The school is under the jurisdiction of the Grand Island Central School District.

==History==
The current high school building on Ransom Road was constructed in 1963, replacing earlier facilities that had housed the district's secondary students. Its cornerstone was laid in June 1963, and the building opened to students that September.

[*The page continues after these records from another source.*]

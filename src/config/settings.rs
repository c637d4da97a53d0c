use std::path::{Path, PathBuf};

use serde::{Deserialize, Serialize};

use crate::crypto::kdf::{Argon2Params, PasswordHasher};
use crate::errors::{CredVaultError, Result};

/// Token in configured paths that stands for the application root.
pub const ROOT_TOKEN: &str = "~";

/// Application-level configuration, loaded from `credvault.toml`.
///
/// Every field has a sensible default so CredVault works out-of-the-box
/// without any config file at all.
#[derive(Debug, Clone, Serialize, Deserialize)]
pub struct Settings {
    /// Credential file location; `~` is replaced by the application root.
    #[serde(default = "default_auth_file")]
    pub auth_file: String,

    /// Keyfile holding the master secret; `~` as above.
    #[serde(default = "default_keyfile")]
    pub keyfile: String,

    /// Argon2 memory cost in KiB for password hashing (default: 64 MB).
    #[serde(default = "default_argon2_memory_kib")]
    pub argon2_memory_kib: u32,

    /// Argon2 iteration count (default: 3).
    #[serde(default = "default_argon2_iterations")]
    pub argon2_iterations: u32,

    /// Argon2 parallelism degree (default: 4).
    #[serde(default = "default_argon2_parallelism")]
    pub argon2_parallelism: u32,
}

// ── Serde default helpers ────────────────────────────────────────────

fn default_auth_file() -> String {
    "~/auth.vault".to_string()
}

fn default_keyfile() -> String {
    "~/.credvault/keyfile".to_string()
}

fn default_argon2_memory_kib() -> u32 {
    65_536 // 64 MB
}

fn default_argon2_iterations() -> u32 {
    3
}

fn default_argon2_parallelism() -> u32 {
    4
}

// ── Implementation ───────────────────────────────────────────────────

impl Default for Settings {
    fn default() -> Self {
        Self {
            auth_file: default_auth_file(),
            keyfile: default_keyfile(),
            argon2_memory_kib: default_argon2_memory_kib(),
            argon2_iterations: default_argon2_iterations(),
            argon2_parallelism: default_argon2_parallelism(),
        }
    }
}

impl Settings {
    /// Name of the config file we look for in the application root.
    pub const FILE_NAME: &'static str = "credvault.toml";

    /// Load settings from `<app_root>/credvault.toml`.
    ///
    /// If the file does not exist, sensible defaults are returned.
    /// If the file exists but cannot be parsed, an error is returned.
    pub fn load(app_root: &Path) -> Result<Self> {
        let config_path = app_root.join(Self::FILE_NAME);

        if !config_path.exists() {
            return Ok(Self::default());
        }

        let contents = std::fs::read_to_string(&config_path)?;

        let settings: Settings = toml::from_str(&contents).map_err(|e| {
            CredVaultError::ConfigError(format!("Failed to parse {}: {e}", config_path.display()))
        })?;

        Ok(settings)
    }

    /// Point `keyfile` in `<app_root>/credvault.toml` at `keyfile`.
    ///
    /// Other keys in the file are kept (comments are not).  A keyfile
    /// under `app_root` is written as `~/...` so the config stays valid
    /// if the application directory moves.
    pub fn store_keyfile(app_root: &Path, keyfile: &Path) -> Result<()> {
        let config_path = app_root.join(Self::FILE_NAME);

        let mut table = if config_path.exists() {
            std::fs::read_to_string(&config_path)?
                .parse::<toml::Table>()
                .map_err(|e| {
                    CredVaultError::ConfigError(format!(
                        "Failed to parse {}: {e}",
                        config_path.display()
                    ))
                })?
        } else {
            toml::Table::new()
        };

        let value = match keyfile.strip_prefix(app_root) {
            Ok(rel) => format!("{ROOT_TOKEN}/{}", rel.display()),
            Err(_) => keyfile.display().to_string(),
        };
        table.insert("keyfile".into(), toml::Value::String(value));

        let contents = toml::to_string(&table).map_err(|e| {
            CredVaultError::ConfigError(format!("Failed to write {}: {e}", config_path.display()))
        })?;
        std::fs::write(&config_path, contents)?;
        Ok(())
    }

    /// Absolute path of the credential file.
    pub fn auth_file_path(&self, app_root: &Path) -> PathBuf {
        resolve_path(app_root, &self.auth_file)
    }

    /// Absolute path of the master keyfile.
    pub fn keyfile_path(&self, app_root: &Path) -> PathBuf {
        resolve_path(app_root, &self.keyfile)
    }

    /// Convert the Argon2 settings into crypto-layer params.
    pub fn argon2_params(&self) -> Argon2Params {
        Argon2Params {
            memory_kib: self.argon2_memory_kib,
            iterations: self.argon2_iterations,
            parallelism: self.argon2_parallelism,
        }
    }

    /// Build a password hasher from the configured params.
    pub fn password_hasher(&self) -> Result<PasswordHasher> {
        PasswordHasher::new(self.argon2_params())
    }
}

/// Expand every `~` in `template` to `app_root`.
///
/// Relative results are anchored at `app_root` so the outcome is always
/// absolute when `app_root` is.  This lets the credential file live
/// outside the application directory (`/etc/app/auth.vault`) or inside
/// it (`~/data/auth.vault`).
pub fn resolve_path(app_root: &Path, template: &str) -> PathBuf {
    let root = app_root.to_string_lossy();
    let expanded = PathBuf::from(template.replace(ROOT_TOKEN, &root));
    if expanded.is_absolute() {
        expanded
    } else {
        app_root.join(expanded)
    }
}

// ── Tests ────────────────────────────────────────────────────────────

#[cfg(test)]
mod tests {
    use super::*;
    use std::fs;
    use tempfile::TempDir;

    #[test]
    fn default_settings_are_sensible() {
        let s = Settings::default();
        assert_eq!(s.auth_file, "~/auth.vault");
        assert_eq!(s.keyfile, "~/.credvault/keyfile");
        assert_eq!(s.argon2_memory_kib, 65_536);
        assert_eq!(s.argon2_iterations, 3);
        assert_eq!(s.argon2_parallelism, 4);
    }

    #[test]
    fn load_returns_defaults_when_no_config_file() {
        let tmp = TempDir::new().unwrap();
        let settings = Settings::load(tmp.path()).unwrap();
        assert_eq!(settings.auth_file, "~/auth.vault");
    }

    #[test]
    fn load_parses_toml_file() {
        let tmp = TempDir::new().unwrap();
        let config = r#"
auth_file = "/var/lib/app/auth.vault"
keyfile = "~/secrets/master.key"
argon2_memory_kib = 131072
argon2_iterations = 5
argon2_parallelism = 8
"#;
        fs::write(tmp.path().join(Settings::FILE_NAME), config).unwrap();

        let settings = Settings::load(tmp.path()).unwrap();
        assert_eq!(settings.auth_file, "/var/lib/app/auth.vault");
        assert_eq!(settings.keyfile, "~/secrets/master.key");
        assert_eq!(settings.argon2_memory_kib, 131_072);
        assert_eq!(settings.argon2_iterations, 5);
        assert_eq!(settings.argon2_parallelism, 8);
    }

    #[test]
    fn load_uses_defaults_for_missing_fields() {
        let tmp = TempDir::new().unwrap();
        fs::write(
            tmp.path().join(Settings::FILE_NAME),
            "auth_file = \"~/users.vault\"\n",
        )
        .unwrap();

        let settings = Settings::load(tmp.path()).unwrap();
        assert_eq!(settings.auth_file, "~/users.vault");
        assert_eq!(settings.keyfile, "~/.credvault/keyfile");
        assert_eq!(settings.argon2_iterations, 3);
    }

    #[test]
    fn load_errors_on_invalid_toml() {
        let tmp = TempDir::new().unwrap();
        fs::write(tmp.path().join(Settings::FILE_NAME), "not valid {{toml").unwrap();
        assert!(Settings::load(tmp.path()).is_err());
    }

    #[test]
    fn root_token_is_replaced() {
        let s = Settings::default();
        let root = Path::new("/srv/app");
        assert_eq!(s.auth_file_path(root), PathBuf::from("/srv/app/auth.vault"));
        assert_eq!(
            s.keyfile_path(root),
            PathBuf::from("/srv/app/.credvault/keyfile")
        );
    }

    #[test]
    fn absolute_path_outside_root_is_kept() {
        let root = Path::new("/srv/app");
        assert_eq!(
            resolve_path(root, "/etc/app/auth.vault"),
            PathBuf::from("/etc/app/auth.vault")
        );
    }

    #[test]
    fn relative_path_is_anchored_at_root() {
        let root = Path::new("/srv/app");
        assert_eq!(
            resolve_path(root, "data/auth.vault"),
            PathBuf::from("/srv/app/data/auth.vault")
        );
    }

    #[test]
    fn store_keyfile_keeps_other_settings() {
        let tmp = TempDir::new().unwrap();
        fs::write(
            tmp.path().join(Settings::FILE_NAME),
            "auth_file = \"/var/lib/app/auth.vault\"\nargon2_iterations = 5\n",
        )
        .unwrap();

        Settings::store_keyfile(tmp.path(), &tmp.path().join("keys/new.key")).unwrap();

        let settings = Settings::load(tmp.path()).unwrap();
        assert_eq!(settings.keyfile, "~/keys/new.key");
        assert_eq!(settings.auth_file, "/var/lib/app/auth.vault");
        assert_eq!(settings.argon2_iterations, 5);
        assert_eq!(settings.keyfile_path(tmp.path()), tmp.path().join("keys/new.key"));
    }

    #[test]
    fn store_keyfile_creates_config_and_keeps_outside_paths() {
        let tmp = TempDir::new().unwrap();
        Settings::store_keyfile(tmp.path(), Path::new("/etc/credvault/master.key")).unwrap();

        let settings = Settings::load(tmp.path()).unwrap();
        assert_eq!(settings.keyfile, "/etc/credvault/master.key");
        assert_eq!(settings.auth_file, "~/auth.vault");
    }

    #[test]
    fn password_hasher_rejects_weak_config() {
        let s = Settings {
            argon2_memory_kib: 16,
            ..Settings::default()
        };
        assert!(s.password_hasher().is_err());
    }
}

Between 2013 and 2017, the Grand Island Central School District carried out a $58 million capital improvement project affecting all of its buildings. Work at the high school included new academic wings, upgraded lighting and air conditioning, auditorium and gymnasium improvements, and expanded wireless network coverage.

===Principals===

Principals of Grand Island Senior High School
| Name | Term | Notes |
|---|---|---|
| Clyde O. Eidens | 1963–1967 | Left to become assistant superintendent of the Scotia-Glenville Central School District |
| Howard K. Fuller | 1967–1976 | Previously supervising principal, Wilson Central School District |
| James E. Walline | 1976–1993 | Later principal of Cardinal O'Hara High School^{[citation needed]} |
| S. Augustus Young (interim) | 1993–1994 | ^{[citation needed]} |
| John E. Essler II | 1994–1996 | Previously principal, Lockport High School^{[citation needed]} |
| Gerald F. Hale (interim) | 1996 |  |
| James H. Dempsey | 1996–2006 | Previously assistant principal, Kenmore West High School^{[citation needed]} |
| Sandra K. Anzalone | 2006–2013 | Later superintendent, Eden Central School District |
| James H. Dempsey (interim) | 2013 | Returned from retirement; previously director of academics, Sacred Heart Academy^{[citation needed]} |
| Daniel J. Quartley | 2014–2016 | Later principal, Bolivar-Richburg Middle/High School |
| Michael Lauria | 2016–2024 |  |
| Hillary Kretz-Harvey | 2024–present |  |

==Academics==
In 2009, Grand Island Senior High School was ranked 2 out of 131 Western New York high schools in terms of academics. The school is the only high school in the Grand Island Central School District. Its Advanced Placement participation rate is 44 percent. Minority enrollment is 14 percent, and 29 percent of students are classified as economically disadvantaged.

==Athletics==
Grand Island's athletic teams are known as the Vikings and compete in the Niagara Frontier League within Section VI of the New York State Public High School Athletic Association. The school fields teams in sports including football, basketball, soccer, baseball, softball, swimming, track and field, lacrosse, ice hockey, wrestling, and volleyball.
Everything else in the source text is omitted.